Pastor Marinus van den Berg odczytał we wtorek oświadczenie rodziców: „Chcemy, żeby ci, którzy dręczyli [Tima] pomyśleli o konsekwencjach swojego zachowania. Czy mieszkają w Tilligte, czy też nie. […] Chcemy, żeby naprawdę zajęto się problemem prześladowania.” Według van den Berga nowy rząd musi zająć się obiecaną ustawą o przeciwdziałaniu prześladowaniom. „Trzeba stworzyć krajowy rejestr prześladowców, włączyć w niego szkoły i drużyny sportowe i zakazać anonimowych wpisów w internecie”, powiedział pastor.
Tak się złożyło, że kilka tygodni temu Mariska de Haas, redaktorka naczelna tutejszego pisma katolickiego Katholiek Nieuwsblad, miała pecha uzewnętrznić publicznie swoje poglądy na temat homoseksualistów, a w szczególności lesbijek. „Bardzo niepokoiłabym się, gdyby mój syn był gejem, bo homoseksualni mężczyźni mają szokująco wielu partnerów […] wiele dziewcząt, które są lesbijkami, było w przeszłości napastowanych” rzekła de Haas pismu Fabulous Mama. „Wielu chłopców w wieku lat 15 lub 16 jest napastowanych przez starszych mężczyzn” dodała, po czym stwierdziła, że sama już widzi po swoich dzieciach, że nie są homoseksualne. „Gdyby były, czułabym, że jako rodzice zrobiliśmy coś złego.” Dzieci Mariski mają lat 6 (dziewczynka) i 4 (chłopiec).
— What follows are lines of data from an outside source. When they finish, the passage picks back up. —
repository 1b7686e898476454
//! Newtype IDs for type-safe entity references.
//!
//! Use the `define_id!` macro to create type-safe ID wrappers that prevent
//! accidentally mixing IDs from different entity types. IDs are opaque
//! strings as issued by the backend; no structure is assumed beyond that.

/// Macro to define a type-safe ID wrapper.
///
/// Creates a newtype wrapper around `String` with:
/// - `Serialize`/`Deserialize` with `#[serde(transparent)]`
/// - `Debug`, `Clone`, `PartialEq`, `Eq`, `Hash`
/// - Conversion methods: `new()`, `as_str()`, `into_inner()`
/// - `From<String>`, `From<&str>`, and `Display` implementations
///
/// # Example
///
/// ```rust
/// # use marigold_core::define_id;
/// define_id!(UserId);
/// define_id!(ProductId);
///
/// let user_id = UserId::new("gid://user/1");
/// let product_id = ProductId::new("gid://product/1");
///
/// // These are different types, so this won't compile:
/// // let _: UserId = product_id;
/// ```
#[macro_export]
macro_rules! define_id {
    ($name:ident) => {
        #[derive(
            Debug,
            Clone,
            PartialEq,
            Eq,
            Hash,
            ::serde::Serialize,
            ::serde::Deserialize
        )]
        #[serde(transparent)]
        pub struct $name(String);

        impl $name {
            /// Create a new ID from a string value.
            #[must_use]
            pub fn new(id: impl Into<String>) -> Self {
                Self(id.into())
            }

            /// Get the underlying string value.
            #[must_use]
            pub fn as_str(&self) -> &str {
                &self.0
            }

            /// Whether the ID is the empty string.
            ///
            /// Backends never issue empty IDs; an empty value indicates a
            /// caller constructed the ID from unvalidated input.
            #[must_use]
            pub fn is_empty(&self) -> bool {
                self.0.is_empty()
            }

            /// Consume the ID, returning the underlying string.
            #[must_use]
            pub fn into_inner(self) -> String {
                self.0
            }
        }

        impl ::core::fmt::Display for $name {
            fn fmt(&self, f: &mut ::core::fmt::Formatter<'_>) -> ::core::fmt::Result {
                write!(f, "{}", self.0)
            }
        }

        impl From<String> for $name {
            fn from(id: String) -> Self {
                Self(id)
            }
        }

        impl From<&str> for $name {
            fn from(id: &str) -> Self {
                Self(id.to_string())
            }
        }

        impl From<$name> for String {
            fn from(id: $name) -> Self {
                id.0
            }
        }
    };
}

// Define standard entity IDs
define_id!(UserId);
define_id!(ProductId);

#[cfg(test)]
#[allow(clippy::unwrap_used)]
mod tests {
    use super::*;

    #[test]
    fn test_id_roundtrip() {
        let id = ProductId::new("p1");
        assert_eq!(id.as_str(), "p1");
        assert_eq!(id.to_string(), "p1");
        assert_eq!(String::from(id), "p1");
    }

    #[test]
    fn test_id_equality() {
        assert_eq!(UserId::new("u1"), UserId::from("u1"));
        assert_ne!(UserId::new("u1"), UserId::new("u2"));
    }

    #[test]
    fn test_id_is_empty() {
        assert!(ProductId::new("").is_empty());
        assert!(!ProductId::new("p1").is_empty());
    }

    #[test]
    fn test_id_serde_transparent() {
        let id = UserId::new("u1");
        let json = serde_json::to_string(&id).unwrap();
        assert_eq!(json, "\"u1\"");

        let back: UserId = serde_json::from_str(&json).unwrap();
        assert_eq!(back, id);
    }
}
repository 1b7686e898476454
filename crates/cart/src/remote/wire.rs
//! Wire types for the remote cart write.
//!
//! Field names match the backend's JSON contract (camelCase, numeric price).

use rust_decimal::Decimal;
use serde::Serialize;

use marigold_core::UserId;

use crate::draft::CartItemDraft;

/// Body of `POST /cart`: the acting user paired with the product to add.
#[derive(Debug, Serialize)]
#[serde(rename_all = "camelCase")]
pub(crate) struct AddItemRequest<'a> {
    user_id: &'a str,
    product: WireProduct<'a>,
}

#[derive(Debug, Serialize)]
struct WireProduct<'a> {
    id: &'a str,
    title: &'a str,
    #[serde(with = "rust_decimal::serde::float")]
    price: Decimal,
    image: Option<&'a str>,
    quantity: u32,
}

impl<'a> AddItemRequest<'a> {
    pub(crate) fn new(user_id: &'a UserId, draft: &'a CartItemDraft) -> Self {
        Self {
            user_id: user_id.as_str(),
            product: WireProduct {
                id: draft.product_id.as_str(),
                title: &draft.title,
                price: draft.unit_price,
                image: draft.image_ref.as_deref(),
                quantity: draft.quantity,
            },
        }
    }
}
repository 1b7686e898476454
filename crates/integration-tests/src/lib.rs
//! Integration tests for Marigold.
//!
//! # Running Tests
//!
//! ```bash
//! cargo test -p marigold-integration-tests
//! ```
//!
//! # Test Categories
//!
//! - `cart_mutation` - Add-to-cart outcome scenarios against test doubles
//! - `cart_concurrency` - Overlapping mutations and the no-lost-update property
//!
//! This crate ships the test doubles the scenarios share: a gate with a
//! fixed identity and a remote store that records calls and follows a
//! script, both cheap clones in the same handle style as the production
//! collaborators they stand in for.

use std::sync::Arc;
use std::sync::atomic::{AtomicUsize, Ordering};

use tokio::sync::Barrier;

use marigold_cart::{CartItemDraft, CartStore, Identity, SessionGate, StoreError};
use marigold_core::UserId;

/// Initialize test logging once per process.
///
/// Controlled by `RUST_LOG`; silent by default.
pub fn init_test_logging() {
    let _ = tracing_subscriber::fmt()
        .with_env_filter(tracing_subscriber::EnvFilter::from_default_env())
        .with_test_writer()
        .try_init();
}

/// Session gate that always resolves the same identity.
#[derive(Debug, Clone)]
pub struct StaticGate(Identity);

impl StaticGate {
    /// A gate resolving the given user as signed in.
    #[must_use]
    pub fn signed_in(user_id: &str) -> Self {
        Self(Identity::Authenticated {
            user_id: UserId::new(user_id),
        })
    }

    /// A gate resolving no identity.
    #[must_use]
    pub const fn anonymous() -> Self {
        Self(Identity::Anonymous)
    }
}

impl SessionGate for StaticGate {
    async fn resolve_identity(&self) -> Identity {
        self.0.clone()
    }
}

/// What a [`RecordingStore`] does with each write.
#[derive(Debug, Clone, Copy)]
pub enum StoreScript {
    /// Accept every write.
    Accept,
    /// Reject every write with the given HTTP status.
    RejectStatus(u16),
}

/// Remote store double that counts calls and follows a [`StoreScript`].
///
/// An optional barrier forces concurrent writes to overlap: every write
/// waits at the barrier before returning, so two mutations are both
/// in-flight before either one reconciles the cache.
#[derive(Debug, Clone)]
pub struct RecordingStore {
    inner: Arc<RecordingStoreInner>,
}

#[derive(Debug)]
struct RecordingStoreInner {
    script: StoreScript,
    calls: AtomicUsize,
    rendezvous: Option<Barrier>,
}

impl RecordingStore {
    /// A store following the given script.
    #[must_use]
    pub fn with_script(script: StoreScript) -> Self {
        Self {
            inner: Arc::new(RecordingStoreInner {
                script,
                calls: AtomicUsize::new(0),
                rendezvous: None,
            }),
        }
    }

    /// An accepting store.
    #[must_use]
    pub fn accepting() -> Self {
        Self::with_script(StoreScript::Accept)
    }

    /// An accepting store that holds each write until `parties` writes
    /// have arrived.
    #[must_use]
    pub fn accepting_with_rendezvous(parties: usize) -> Self {
        Self {
            inner: Arc::new(RecordingStoreInner {
                script: StoreScript::Accept,
                calls: AtomicUsize::new(0),
                rendezvous: Some(Barrier::new(parties)),
            }),
        }
    }

    /// How many writes reached this store.
    #[must_use]
    pub fn call_count(&self) -> usize {
        self.inner.calls.load(Ordering::SeqCst)
    }
}

impl CartStore for RecordingStore {
    async fn add_item(&self, _user_id: &UserId, _draft: &CartItemDraft) -> Result<(), StoreError> {
        self.inner.calls.fetch_add(1, Ordering::SeqCst);

        if let Some(barrier) = &self.inner.rendezvous {
            barrier.wait().await;
        }

        match self.inner.script {
            StoreScript::Accept => Ok(()),
            StoreScript::RejectStatus(status) => Err(StoreError::Status {
                status,
                detail: "scripted rejection".to_string(),
            }),
        }
    }
}
//! Session identity resolution.
//!
//! The mutation core never talks to the authentication provider directly; it
//! asks a [`SessionGate`] for the current actor. Absence of identity is a
//! normal state ([`Identity::Anonymous`]), never an error.

use std::future::Future;
use std::sync::{Arc, PoisonError, RwLock};

use marigold_core::UserId;

/// The resolved actor performing an operation.
#[derive(Debug, Clone, PartialEq, Eq, Default)]
pub enum Identity {
    /// A signed-in user with a stable opaque identifier.
    Authenticated {
        /// Backend-issued user identifier.
        user_id: UserId,
    },
    /// No session identity is present.
    #[default]
    Anonymous,
}

impl Identity {
    /// Whether a user identity is present.
    #[must_use]
    pub const fn is_authenticated(&self) -> bool {
        matches!(self, Self::Authenticated { .. })
    }

    /// The user ID, if authenticated.
    #[must_use]
    pub const fn user_id(&self) -> Option<&UserId> {
        match self {
            Self::Authenticated { user_id } => Some(user_id),
            Self::Anonymous => None,
        }
    }
}

/// Contract the mutation core requires from the session provider.
///
/// Resolution is side-effect free from the core's perspective and callable
/// repeatedly; the gate may cache internally. There is no error return:
/// a provider that cannot resolve an identity reports [`Identity::Anonymous`].
pub trait SessionGate {
    /// Resolve the identity of the current actor.
    fn resolve_identity(&self) -> impl Future<Output = Identity> + Send;
}

/// In-process session gate backed by shared session-scoped state.
///
/// The surrounding application flips the identity on login and logout via
/// [`sign_in`](Self::sign_in) / [`sign_out`](Self::sign_out); the mutation
/// core only ever reads it. Handles are cheap clones sharing one slot, so a
/// gate given to the mutator observes later sign-ins.
#[derive(Debug, Clone, Default)]
pub struct SessionIdentityGate {
    inner: Arc<RwLock<Identity>>,
}

impl SessionIdentityGate {
    /// Create a gate with no signed-in user.
    #[must_use]
    pub fn new() -> Self {
        Self::default()
    }

    /// Create a gate already holding the given identity.
    #[must_use]
    pub fn with_identity(identity: Identity) -> Self {
        Self {
            inner: Arc::new(RwLock::new(identity)),
        }
    }

    /// Record a successful login.
    pub fn sign_in(&self, user_id: UserId) {
        *self.write() = Identity::Authenticated { user_id };
    }

    /// Clear the session identity on logout.
    pub fn sign_out(&self) {
        *self.write() = Identity::Anonymous;
    }

    fn write(&self) -> std::sync::RwLockWriteGuard<'_, Identity> {
        // A poisoned slot still holds a coherent Identity value.
        self.inner.write().unwrap_or_else(PoisonError::into_inner)
    }
}

impl SessionGate for SessionIdentityGate {
    async fn resolve_identity(&self) -> Identity {
        self.inner
            .read()
            .unwrap_or_else(PoisonError::into_inner)
            .clone()
    }
}
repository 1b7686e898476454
//! Presentation notification signal.
//!
//! Presentation renders the outcome of a mutation however it likes (modal,
//! toast, inline banner); the core only hands it this three-valued signal.
//! Failure detail stays in the logs; the signal carries none of it, so raw
//! backend errors can never leak into the UI.

use crate::cache::CartEntry;
use crate::mutation::MutationOutcome;

/// What presentation should show the user after an add-to-cart attempt.
#[derive(Debug, Clone, PartialEq, Eq)]
pub enum CartNotification {
    /// Confirm the add, with the stored entry for title and image display.
    ShowSuccess(CartEntry),
    /// Prompt the user to log in before adding to the cart.
    ShowUnauthenticatedWarning,
    /// A generic "couldn't add, try again" message.
    ShowGenericFailure,
}

impl From<&MutationOutcome> for CartNotification {
    fn from(outcome: &MutationOutcome) -> Self {
        match outcome {
            MutationOutcome::Success(entry) => Self::ShowSuccess(entry.clone()),
            MutationOutcome::Unauthenticated => Self::ShowUnauthenticatedWarning,
            MutationOutcome::RemoteFailure(_) => Self::ShowGenericFailure,
        }
    }
}
use icons::LoaderCircle;
use leptos::prelude::*;
use tw_merge::tw_merge;

/// Inline busy indicator for loads and exports.
#[component]
pub fn Spinner(#[prop(into, optional)] class: String) -> impl IntoView {
    let merged_class = tw_merge!("size-4 animate-spin", class);

    view! { <LoaderCircle class=merged_class attr:role="status" attr:aria-label="Loading" /> }
}
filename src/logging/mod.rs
use log::{Level, LevelFilter, Log, Metadata, Record};

/// `log` backend that writes to the browser devtools console.
struct ConsoleLogger;

static LOGGER: ConsoleLogger = ConsoleLogger;

impl Log for ConsoleLogger {
    fn enabled(&self, metadata: &Metadata) -> bool {
        metadata.level() <= log::max_level()
    }

    fn log(&self, record: &Record) {
        if !self.enabled(record.metadata()) {
            return;
        }

        let line = format!("[{}] {}: {}", record.level(), record.target(), record.args());
        let msg = wasm_bindgen::JsValue::from_str(&line);
        match record.level() {
            Level::Error => web_sys::console::error_1(&msg),
            Level::Warn => web_sys::console::warn_1(&msg),
            Level::Info => web_sys::console::info_1(&msg),
            Level::Debug | Level::Trace => web_sys::console::debug_1(&msg),
        }
    }

    fn flush(&self) {}
}

pub(crate) fn default_level() -> LevelFilter {
    if cfg!(debug_assertions) {
        LevelFilter::Debug
    } else {
        LevelFilter::Info
    }
}

/// Install the console logger. Safe to call more than once.
pub(crate) fn init() {
    if log::set_logger(&LOGGER).is_ok() {
        log::set_max_level(default_level());
    }
}
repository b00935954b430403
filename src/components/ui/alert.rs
use leptos::prelude::*;
use leptos_ui::clx;

mod components {
    use super::*;
    clx! {Alert, div, "relative w-full rounded-lg border px-4 py-3 text-sm"}
    clx! {AlertDescription, p, "text-sm [&_p]:leading-relaxed"}
}

pub use components::*;
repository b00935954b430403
mod api;
mod app;
mod components;
mod editor;
mod logging;
mod models;
mod outline;
mod pages;
mod state;
mod tree;
mod util;

use leptos::prelude::*;

// Needed for `#[wasm_bindgen(start)]` on the wasm entrypoint.
#[cfg(all(target_arch = "wasm32", not(test)))]
use wasm_bindgen::prelude::wasm_bindgen;

pub use app::App;


// Only register the WASM start function for normal builds (not for tests),
// otherwise wasm-bindgen-test will end up with multiple entry symbols.
#[cfg_attr(all(target_arch = "wasm32", not(test)), wasm_bindgen(start))]
pub fn main() {
    console_error_panic_hook::set_once();
    logging::init();
    log::info!("outline editor starting");
    mount_to_body(App);
}

#[cfg(test)]
mod tests {
    use super::api::{ApiClient, ApiErrorKind, ExportRequest, ReportRequest};
    use super::models::{DropPosition, Section, TreeResponse};
    use super::outline::row_class;
    use super::util::{export_file_name, find_param, report_number_from, section_id_from_bytes};
    use base64::Engine;

    #[test]
    fn test_section_contract_deserialize() {
        let json = r#"{
            "id": "s1",
            "title": "Introduction",
            "level": 1,
            "contentHtml": "<p>Hello</p>",
            "children": [
                {"id": "s1.1", "title": "Scope", "level": 2, "contentHtml": "", "children": []}
            ]
        }"#;
        let parsed: Section = serde_json::from_str(json).expect("section should parse");
        assert_eq!(parsed.content_html, "<p>Hello</p>");
        assert_eq!(parsed.children.len(), 1);
        assert_eq!(parsed.children[0].level, 2);
    }

    #[test]
    fn test_section_tolerates_missing_optional_fields() {
        let json = r#"{"id": "s1", "title": "Bare"}"#;
        let parsed: Section = serde_json::from_str(json).expect("sparse section should parse");
        assert_eq!(parsed.level, 1);
        assert!(parsed.content_html.is_empty());
        assert!(parsed.children.is_empty());
    }

    #[test]
    fn test_section_serializes_camel_case_content() {
        let s = Section::new("n_1".to_string(), "New Section", 1);
        let v = serde_json::to_value(&s).expect("should serialize");
        assert_eq!(v["contentHtml"], "<p></p>");
        assert!(v.get("content_html").is_none());
        assert_eq!(v["children"], serde_json::json!([]));
    }

    #[test]
    fn test_tree_response_contract_deserialize() {
        let json = r#"{"tree": [{"id": "a", "title": "A", "level": 1, "contentHtml": "", "children": []}]}"#;
        let parsed: TreeResponse = serde_json::from_str(json).expect("tree response should parse");
        assert_eq!(parsed.tree.len(), 1);
    }

    #[test]
    fn test_parse_tree_response_accepts_wrapped_and_bare() {
        let wrapped = serde_json::json!({"tree": [{"id": "a", "title": "A"}]});
        let bare = serde_json::json!([{"id": "b", "title": "B"}]);

        let a = ApiClient::parse_tree_response(wrapped).expect("wrapped tree");
        let b = ApiClient::parse_tree_response(bare).expect("bare tree");
        assert_eq!(a[0].id, "a");
        assert_eq!(b[0].id, "b");
    }

    #[test]
    fn test_parse_tree_response_rejects_unexpected_shape() {
        let err = ApiClient::parse_tree_response(serde_json::json!({"message": "ok"}))
            .expect_err("missing tree should fail");
        assert_eq!(err.kind, ApiErrorKind::Parse);

        let err = ApiClient::parse_tree_response(serde_json::json!({"tree": "nope"}))
            .expect_err("non-array tree should fail");
        assert_eq!(err.kind, ApiErrorKind::Parse);
    }

    #[test]
    fn test_export_request_is_base64_json() {
        let tree = vec![Section::new("n_1".to_string(), "Intro", 1)];
        let req = ExportRequest::encode(&tree).expect("should encode");

        let raw = base64::engine::general_purpose::STANDARD
            .decode(&req.data)
            .expect("data should be base64");
        let back: Vec<Section> = serde_json::from_slice(&raw).expect("payload should be sections");
        assert_eq!(back, tree);

        let v = serde_json::to_value(&req).expect("should serialize");
        assert!(v["data"].is_string());
    }

    #[test]
    fn test_report_request_serialization() {
        let v = serde_json::to_value(ReportRequest {
            report_number: "1042".to_string(),
        })
        .expect("should serialize");
        assert_eq!(v, serde_json::json!({"reportNumber": "1042"}));
    }

    #[test]
    fn test_api_client_trims_trailing_slash() {
        let client = ApiClient::new("http://svc.local/".to_string());
        assert_eq!(client.base_url, "http://svc.local");
    }

    #[test]
    fn test_report_number_from_query() {
        assert_eq!(
            report_number_from("?reportNumber=1042&x=1", ""),
            Some("1042".to_string())
        );
        assert_eq!(report_number_from("?x=1", ""), None);
        assert_eq!(report_number_from("?reportNumber=", ""), None);
    }

    #[test]
    fn test_report_number_from_fragment() {
        assert_eq!(report_number_from("", "#reportNumber=77"), Some("77".to_string()));
        assert_eq!(
            report_number_from("", "#/view?reportNumber=%2078%20"),
            Some("78".to_string())
        );
        // Query wins over fragment.
        assert_eq!(
            report_number_from("?reportNumber=1", "#reportNumber=2"),
            Some("1".to_string())
        );
    }

    #[test]
    fn test_find_param_exact_key_match() {
        assert_eq!(find_param("reportNumberX=1&reportNumber=2", "reportNumber"), Some("2".to_string()));
        assert_eq!(find_param("", "reportNumber"), None);
    }

    #[test]
    fn test_section_id_format() {
        let id = section_id_from_bytes(&[0, 35, 36, 255]);
        assert_eq!(id, "n_0z03");
    }

    #[test]
    fn test_export_file_name() {
        assert_eq!(export_file_name(None), "updated.docx");
        assert_eq!(export_file_name(Some("1042")), "report-1042.docx");
        assert_eq!(export_file_name(Some("  ")), "updated.docx");
    }

    #[test]
    fn test_row_class_reflects_drop_hint() {
        assert!(row_class(true, false, None).contains("bg-accent"));
        assert!(row_class(false, true, None).contains("opacity-50"));
        assert!(row_class(false, false, Some(DropPosition::Before)).contains("border-t-primary"));
        assert!(row_class(false, false, Some(DropPosition::Inside)).contains("ring-primary"));
    }

    #[test]
    fn test_jodit_options() {
        let v = super::editor::jodit_options();
        assert_eq!(v["readonly"], false);
        assert_eq!(v["uploader"]["insertImageAsBase64URI"], true);
    }
}
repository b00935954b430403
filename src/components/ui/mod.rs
pub mod alert;
pub mod button;
pub mod input;
pub mod label;
pub mod separator;
pub mod spinner;

// Re-export component symbols so callers can `use crate::components::ui::Button` etc.
pub use alert::*;
pub use button::*;
pub use input::*;
pub use label::*;
pub use separator::*;
pub use spinner::*;
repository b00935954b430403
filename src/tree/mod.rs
use crate::models::{DropPosition, Section};
use thiserror::Error;

#[derive(Debug, Error, Clone, PartialEq, Eq)]
pub(crate) enum TreeError {
    #[error("section {0} not found")]
    NotFound(String),
    #[error("a section cannot be moved into itself")]
    IntoOwnSubtree,
}

pub(crate) fn find_node<'a>(nodes: &'a [Section], id: &str) -> Option<&'a Section> {
    for n in nodes {
        if n.id == id {
            return Some(n);
        }
        if let Some(found) = find_node(&n.children, id) {
            return Some(found);
        }
    }
    None
}

/// Apply `f` to the section with `id`. Returns false when no such section exists.
pub(crate) fn update_node(nodes: &mut [Section], id: &str, f: impl FnOnce(&mut Section)) -> bool {
    fn walk(nodes: &mut [Section], id: &str, f: &mut Option<impl FnOnce(&mut Section)>) -> bool {
        for n in nodes.iter_mut() {
            if n.id == id {
                if let Some(f) = f.take() {
                    f(n);
                }
                return true;
            }
            if walk(&mut n.children, id, f) {
                return true;
            }
        }
        false
    }

    walk(nodes, id, &mut Some(f))
}

/// Detach the section with `id` (and its subtree) from wherever it lives.
pub(crate) fn remove_node(nodes: &mut Vec<Section>, id: &str) -> Option<Section> {
    if let Some(idx) = nodes.iter().position(|n| n.id == id) {
        return Some(nodes.remove(idx));
    }
    nodes
        .iter_mut()
        .find_map(|n| remove_node(&mut n.children, id))
}

/// True when `node` is `id` or one of its ancestors.
pub(crate) fn contains_node(node: &Section, id: &str) -> bool {
    node.id == id || node.children.iter().any(|c| contains_node(c, id))
}

pub(crate) fn relevel(node: &mut Section, level: u32) {
    node.level = level;
    for c in node.children.iter_mut() {
        relevel(c, level + 1);
    }
}

pub(crate) fn reassign_ids(node: &mut Section, next_id: &mut impl FnMut() -> String) {
    node.id = next_id();
    for c in node.children.iter_mut() {
        reassign_ids(c, next_id);
    }
}

/// Push `child` as the last child of `parent_id`, re-levelled below the parent.
pub(crate) fn append_child(nodes: &mut [Section], parent_id: &str, mut child: Section) -> bool {
    update_node(nodes, parent_id, move |p| {
        relevel(&mut child, p.level + 1);
        p.children.push(child);
    })
}

/// Insert `node` next to `target_id` in the target's own sibling list.
pub(crate) fn insert_sibling(
    nodes: &mut Vec<Section>,
    target_id: &str,
    node: Section,
    after: bool,
) -> bool {
    fn walk(nodes: &mut Vec<Section>, target_id: &str, node: &mut Option<Section>, after: bool) -> bool {
        if let Some(idx) = nodes.iter().position(|n| n.id == target_id) {
            let level = nodes[idx].level;
            if let Some(mut n) = node.take() {
                relevel(&mut n, level);
                let at = if after { idx + 1 } else { idx };
                nodes.insert(at, n);
            }
            return true;
        }
        nodes
            .iter_mut()
            .any(|n| walk(&mut n.children, target_id, node, after))
    }

    walk(nodes, target_id, &mut Some(node), after)
}

/// Drag-and-drop move. The tree is left untouched on error.
pub(crate) fn move_node(
    nodes: &mut Vec<Section>,
    dragged_id: &str,
    target_id: &str,
    position: DropPosition,
) -> Result<(), TreeError> {
    let dragged = find_node(nodes, dragged_id)
        .ok_or_else(|| TreeError::NotFound(dragged_id.to_string()))?;
    if find_node(nodes, target_id).is_none() {
        return Err(TreeError::NotFound(target_id.to_string()));
    }
    if contains_node(dragged, target_id) {
        return Err(TreeError::IntoOwnSubtree);
    }

    let node = remove_node(nodes, dragged_id)
        .ok_or_else(|| TreeError::NotFound(dragged_id.to_string()))?;

    // Target cannot vanish here: it is not inside the removed subtree.
    let placed = match position {
        DropPosition::Before => insert_sibling(nodes, target_id, node, false),
        DropPosition::After => insert_sibling(nodes, target_id, node, true),
        DropPosition::Inside => append_child(nodes, target_id, node),
    };

    if placed {
        Ok(())
    } else {
        Err(TreeError::NotFound(target_id.to_string()))
    }
}

/// Every id in pre-order. Used to check uniqueness and to prune collapsed state.
pub(crate) fn collect_ids(nodes: &[Section], out: &mut Vec<String>) {
    for n in nodes {
        out.push(n.id.clone());
        collect_ids(&n.children, out);
    }
}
Wypowiedzi de Haas wzbudziły szok w Holandii, po części dlatego, że Holendrzy zdążyli w międzyczasie przywyknąć do własnego obrazu jako narodu tolerancyjnego, w którym jedyne objawy nietolerancji pochodzą z zagranicy (np. z Maroko, Turcji lub Polski). Tymczasem de Haas jest blond Holenderką, zupełnie nie wyznaje wiary muzułmańskiej i ani trochę nie przystaje do obrazu wściekłego brodatego imama potrząsającego Koranem. Tak więc kiedy raptem kilka dni po ukazaniu się magazynu z wypowiedziami de Haas media zajęły się samobójstwem Tima, wściekły felietonista Luuk Koelman napisał „list otwarty do rodziców”.
W liście/felietonie, wzorowanym na wywiadzie z Mariską de Haas, stwierdzał, że to wszystko ich wina — „mój syn ma 4 lata, ale ja już wiem, że jest hetero — ale gdyby i tak okazał się gejem, czułabym, że jako rodzice zrobiliśmy coś złego”, przeplatając cytaty z de Haas cytatami z oświadczenia rodziców Tima. Burza, która rozpętała się po liście otwartym Koelmana, zatrzęsła krajem. Koelman wycofał swoją kolumnę, kiedy de Haas zaczęto grozić śmiercią. Metro (w którym ukazał się jego felieton) odcięło się od autora i przeprosiło. Autor przeprosił również — rodzinę Tima Ribberinka. Mariska de Haas opublikowała na Twitterze zgorszone „nie do wiary, że ktoś usiłuje wykorzystać śmierć Tima do autopromocji!”. Koelman odciął się stwierdzeniem, że de Haas wcale nie jest lepsza niż ci, którzy dręczyli chłopaka bezpośrednio.
Czy ktoś na tym wszystkim wygrał? Nie sądzę. Zdecydowanie nie Tim. Owszem, udało się zwrócić uwagę na to, że Holandia nie osiągnęła jeszcze tego stopnia tolerancji, którym chciałaby się chwalić. Ale czy cena jest tego warta? Marisce de Haas udało się pokazać, że fundamentalizm religijny mało się różni w wykonaniu uśmiechniętych blondynek i brodatych imamów. Luukowi Koelmanowi udało się pokazać, że czasami można mieć rację i posunąć się za daleko. A tymczasem nadal nie wiadomo, kto dokładnie dręczył Tima, gdzie, kiedy i po co. Ba, nie wiadomo nawet, czy chłopak był gejem. Tego szczegółu nie wyjawił nawet rodzicom.